BEGIN
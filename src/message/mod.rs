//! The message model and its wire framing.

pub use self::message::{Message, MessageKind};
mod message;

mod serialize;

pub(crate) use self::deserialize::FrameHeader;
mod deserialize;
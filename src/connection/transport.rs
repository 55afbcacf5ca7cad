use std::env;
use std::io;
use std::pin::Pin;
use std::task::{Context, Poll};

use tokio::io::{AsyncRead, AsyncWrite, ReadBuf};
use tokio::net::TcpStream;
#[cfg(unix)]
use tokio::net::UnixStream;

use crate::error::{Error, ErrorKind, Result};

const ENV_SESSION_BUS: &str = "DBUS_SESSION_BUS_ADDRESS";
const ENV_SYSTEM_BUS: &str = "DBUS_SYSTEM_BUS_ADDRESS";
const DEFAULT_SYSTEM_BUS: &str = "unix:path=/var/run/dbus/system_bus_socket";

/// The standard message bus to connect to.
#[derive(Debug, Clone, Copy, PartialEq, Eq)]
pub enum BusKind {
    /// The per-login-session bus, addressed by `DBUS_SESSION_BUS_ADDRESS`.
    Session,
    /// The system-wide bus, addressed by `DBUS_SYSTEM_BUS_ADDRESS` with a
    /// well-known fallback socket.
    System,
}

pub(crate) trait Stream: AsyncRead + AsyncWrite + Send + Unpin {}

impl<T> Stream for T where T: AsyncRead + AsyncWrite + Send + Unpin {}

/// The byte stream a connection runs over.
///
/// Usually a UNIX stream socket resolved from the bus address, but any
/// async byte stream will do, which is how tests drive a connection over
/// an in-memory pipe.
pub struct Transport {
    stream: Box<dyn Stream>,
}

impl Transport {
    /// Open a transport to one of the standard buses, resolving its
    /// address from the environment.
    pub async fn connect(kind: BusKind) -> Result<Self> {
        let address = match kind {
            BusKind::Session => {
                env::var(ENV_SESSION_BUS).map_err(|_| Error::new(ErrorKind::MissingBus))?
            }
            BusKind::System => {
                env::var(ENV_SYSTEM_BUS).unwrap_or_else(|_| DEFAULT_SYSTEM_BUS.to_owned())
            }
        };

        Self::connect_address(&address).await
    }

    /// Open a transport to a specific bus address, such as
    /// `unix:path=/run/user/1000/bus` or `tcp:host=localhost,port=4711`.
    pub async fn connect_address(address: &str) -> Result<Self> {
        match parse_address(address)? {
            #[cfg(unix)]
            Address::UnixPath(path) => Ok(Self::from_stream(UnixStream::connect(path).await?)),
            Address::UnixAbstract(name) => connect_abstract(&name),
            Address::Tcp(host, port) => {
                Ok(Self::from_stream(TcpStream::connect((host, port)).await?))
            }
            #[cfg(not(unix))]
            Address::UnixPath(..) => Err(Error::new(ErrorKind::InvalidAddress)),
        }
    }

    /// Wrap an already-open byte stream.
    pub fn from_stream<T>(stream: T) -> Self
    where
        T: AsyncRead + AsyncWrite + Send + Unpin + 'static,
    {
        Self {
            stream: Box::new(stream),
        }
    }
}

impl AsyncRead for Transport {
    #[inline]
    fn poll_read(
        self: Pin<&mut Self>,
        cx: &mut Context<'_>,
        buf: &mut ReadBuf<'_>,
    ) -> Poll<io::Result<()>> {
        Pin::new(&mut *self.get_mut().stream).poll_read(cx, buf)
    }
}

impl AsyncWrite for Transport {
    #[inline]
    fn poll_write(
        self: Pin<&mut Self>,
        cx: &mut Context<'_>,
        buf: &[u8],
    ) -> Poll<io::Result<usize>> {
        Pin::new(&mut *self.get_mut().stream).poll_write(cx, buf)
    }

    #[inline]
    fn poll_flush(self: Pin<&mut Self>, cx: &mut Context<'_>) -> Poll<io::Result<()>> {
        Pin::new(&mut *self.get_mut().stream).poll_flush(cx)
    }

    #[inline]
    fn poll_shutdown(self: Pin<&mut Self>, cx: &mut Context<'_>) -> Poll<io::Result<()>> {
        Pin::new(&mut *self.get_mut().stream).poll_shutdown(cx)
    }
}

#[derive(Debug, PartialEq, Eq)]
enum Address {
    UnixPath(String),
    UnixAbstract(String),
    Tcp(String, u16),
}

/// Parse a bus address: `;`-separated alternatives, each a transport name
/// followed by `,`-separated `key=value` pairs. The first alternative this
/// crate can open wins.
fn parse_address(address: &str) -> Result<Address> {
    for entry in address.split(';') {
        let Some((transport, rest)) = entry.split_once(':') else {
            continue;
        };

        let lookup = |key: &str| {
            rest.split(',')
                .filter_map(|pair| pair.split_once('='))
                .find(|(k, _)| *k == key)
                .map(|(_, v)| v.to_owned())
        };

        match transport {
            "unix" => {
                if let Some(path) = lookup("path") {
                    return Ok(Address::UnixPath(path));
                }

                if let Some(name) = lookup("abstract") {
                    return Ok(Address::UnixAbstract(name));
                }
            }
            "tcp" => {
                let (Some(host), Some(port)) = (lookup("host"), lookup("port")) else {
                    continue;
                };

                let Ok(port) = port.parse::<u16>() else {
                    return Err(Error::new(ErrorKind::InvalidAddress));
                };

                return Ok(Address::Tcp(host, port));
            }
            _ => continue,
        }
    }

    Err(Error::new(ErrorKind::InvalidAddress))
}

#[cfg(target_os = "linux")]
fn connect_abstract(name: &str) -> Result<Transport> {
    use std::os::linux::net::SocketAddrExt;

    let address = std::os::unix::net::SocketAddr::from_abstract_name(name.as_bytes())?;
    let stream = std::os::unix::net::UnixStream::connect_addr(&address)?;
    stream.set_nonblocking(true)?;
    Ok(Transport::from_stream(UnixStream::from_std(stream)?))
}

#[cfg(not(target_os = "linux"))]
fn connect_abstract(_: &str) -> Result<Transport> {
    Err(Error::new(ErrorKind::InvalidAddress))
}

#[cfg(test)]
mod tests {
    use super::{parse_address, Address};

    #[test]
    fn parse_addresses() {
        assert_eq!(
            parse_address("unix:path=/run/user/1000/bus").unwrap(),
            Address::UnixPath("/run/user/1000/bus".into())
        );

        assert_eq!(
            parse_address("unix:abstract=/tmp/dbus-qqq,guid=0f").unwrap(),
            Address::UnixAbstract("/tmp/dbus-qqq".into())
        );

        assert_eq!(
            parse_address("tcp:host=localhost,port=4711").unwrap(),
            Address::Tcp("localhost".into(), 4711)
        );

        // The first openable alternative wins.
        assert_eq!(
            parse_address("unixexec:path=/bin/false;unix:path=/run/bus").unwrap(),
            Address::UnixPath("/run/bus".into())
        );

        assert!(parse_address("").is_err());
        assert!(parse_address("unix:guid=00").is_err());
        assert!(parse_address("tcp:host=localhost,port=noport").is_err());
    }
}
END
BEGIN
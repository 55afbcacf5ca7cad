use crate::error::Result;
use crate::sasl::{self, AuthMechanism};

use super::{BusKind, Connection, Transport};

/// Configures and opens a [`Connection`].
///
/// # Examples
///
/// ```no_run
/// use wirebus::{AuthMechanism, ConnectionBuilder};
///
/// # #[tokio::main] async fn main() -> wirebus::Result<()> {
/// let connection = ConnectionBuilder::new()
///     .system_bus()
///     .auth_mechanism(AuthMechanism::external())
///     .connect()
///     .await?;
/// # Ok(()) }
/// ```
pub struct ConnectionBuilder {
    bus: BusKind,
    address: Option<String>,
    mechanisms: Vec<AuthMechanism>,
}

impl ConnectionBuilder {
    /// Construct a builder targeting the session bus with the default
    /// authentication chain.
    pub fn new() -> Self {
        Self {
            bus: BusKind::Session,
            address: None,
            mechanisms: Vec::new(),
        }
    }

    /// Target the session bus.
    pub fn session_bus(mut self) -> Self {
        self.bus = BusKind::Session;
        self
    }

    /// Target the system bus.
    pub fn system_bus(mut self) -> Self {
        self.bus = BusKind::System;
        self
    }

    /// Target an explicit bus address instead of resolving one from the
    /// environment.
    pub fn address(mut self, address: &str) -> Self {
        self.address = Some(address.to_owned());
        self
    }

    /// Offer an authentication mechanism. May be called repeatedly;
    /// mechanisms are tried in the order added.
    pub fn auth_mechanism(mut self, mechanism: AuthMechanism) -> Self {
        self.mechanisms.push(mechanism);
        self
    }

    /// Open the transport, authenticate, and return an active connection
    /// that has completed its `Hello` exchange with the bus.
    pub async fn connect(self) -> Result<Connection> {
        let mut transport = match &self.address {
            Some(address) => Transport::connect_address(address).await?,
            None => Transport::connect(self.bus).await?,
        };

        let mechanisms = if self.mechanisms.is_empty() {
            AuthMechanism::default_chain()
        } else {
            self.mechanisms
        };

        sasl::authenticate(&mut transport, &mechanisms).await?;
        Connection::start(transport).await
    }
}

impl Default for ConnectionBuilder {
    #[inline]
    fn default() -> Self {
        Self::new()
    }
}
END
BEGIN
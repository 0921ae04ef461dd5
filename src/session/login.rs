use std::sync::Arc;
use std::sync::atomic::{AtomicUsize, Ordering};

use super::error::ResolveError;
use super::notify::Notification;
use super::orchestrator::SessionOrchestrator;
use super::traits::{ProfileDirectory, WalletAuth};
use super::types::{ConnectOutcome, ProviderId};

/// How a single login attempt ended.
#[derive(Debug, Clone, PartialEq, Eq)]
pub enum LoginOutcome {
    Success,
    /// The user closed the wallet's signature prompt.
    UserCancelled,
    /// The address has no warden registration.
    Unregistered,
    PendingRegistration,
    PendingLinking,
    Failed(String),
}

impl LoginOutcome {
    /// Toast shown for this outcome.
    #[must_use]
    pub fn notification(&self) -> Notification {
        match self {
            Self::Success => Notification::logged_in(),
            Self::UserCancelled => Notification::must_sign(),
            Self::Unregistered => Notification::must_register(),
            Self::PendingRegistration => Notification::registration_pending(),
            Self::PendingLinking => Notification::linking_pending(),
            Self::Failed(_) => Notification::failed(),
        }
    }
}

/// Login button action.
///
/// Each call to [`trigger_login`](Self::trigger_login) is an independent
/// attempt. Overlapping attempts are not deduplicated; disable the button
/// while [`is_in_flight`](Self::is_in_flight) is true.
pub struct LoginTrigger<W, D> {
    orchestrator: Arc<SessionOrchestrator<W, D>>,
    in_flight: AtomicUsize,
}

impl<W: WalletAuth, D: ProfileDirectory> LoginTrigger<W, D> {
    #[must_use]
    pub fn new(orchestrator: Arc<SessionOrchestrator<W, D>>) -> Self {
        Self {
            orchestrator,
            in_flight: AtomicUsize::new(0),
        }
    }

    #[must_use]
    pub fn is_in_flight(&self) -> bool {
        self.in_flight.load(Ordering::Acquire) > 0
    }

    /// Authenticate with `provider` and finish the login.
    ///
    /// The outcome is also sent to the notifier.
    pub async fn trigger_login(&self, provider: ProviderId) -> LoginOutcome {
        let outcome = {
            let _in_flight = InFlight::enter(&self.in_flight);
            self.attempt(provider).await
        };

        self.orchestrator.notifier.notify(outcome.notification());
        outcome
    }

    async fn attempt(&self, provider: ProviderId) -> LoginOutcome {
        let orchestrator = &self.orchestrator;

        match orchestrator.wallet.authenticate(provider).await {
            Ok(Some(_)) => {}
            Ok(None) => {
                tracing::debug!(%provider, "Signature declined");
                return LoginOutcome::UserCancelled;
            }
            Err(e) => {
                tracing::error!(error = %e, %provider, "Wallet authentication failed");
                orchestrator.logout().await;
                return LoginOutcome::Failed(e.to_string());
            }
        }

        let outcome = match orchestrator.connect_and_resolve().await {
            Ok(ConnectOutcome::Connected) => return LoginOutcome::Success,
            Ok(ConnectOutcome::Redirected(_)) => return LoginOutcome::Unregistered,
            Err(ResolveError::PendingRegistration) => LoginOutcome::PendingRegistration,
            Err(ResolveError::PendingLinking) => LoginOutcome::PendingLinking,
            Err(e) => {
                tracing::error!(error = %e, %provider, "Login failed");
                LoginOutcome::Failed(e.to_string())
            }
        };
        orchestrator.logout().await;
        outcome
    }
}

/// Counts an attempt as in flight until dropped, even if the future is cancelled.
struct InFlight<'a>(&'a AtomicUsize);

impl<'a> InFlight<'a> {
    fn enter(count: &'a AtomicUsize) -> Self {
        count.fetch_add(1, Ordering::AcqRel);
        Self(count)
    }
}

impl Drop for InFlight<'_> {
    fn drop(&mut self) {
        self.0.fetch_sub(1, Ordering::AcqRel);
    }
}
END
[Action item]
Answer with one number, namely the count of lines in the entries that include the word "Unpin".

[Output]
3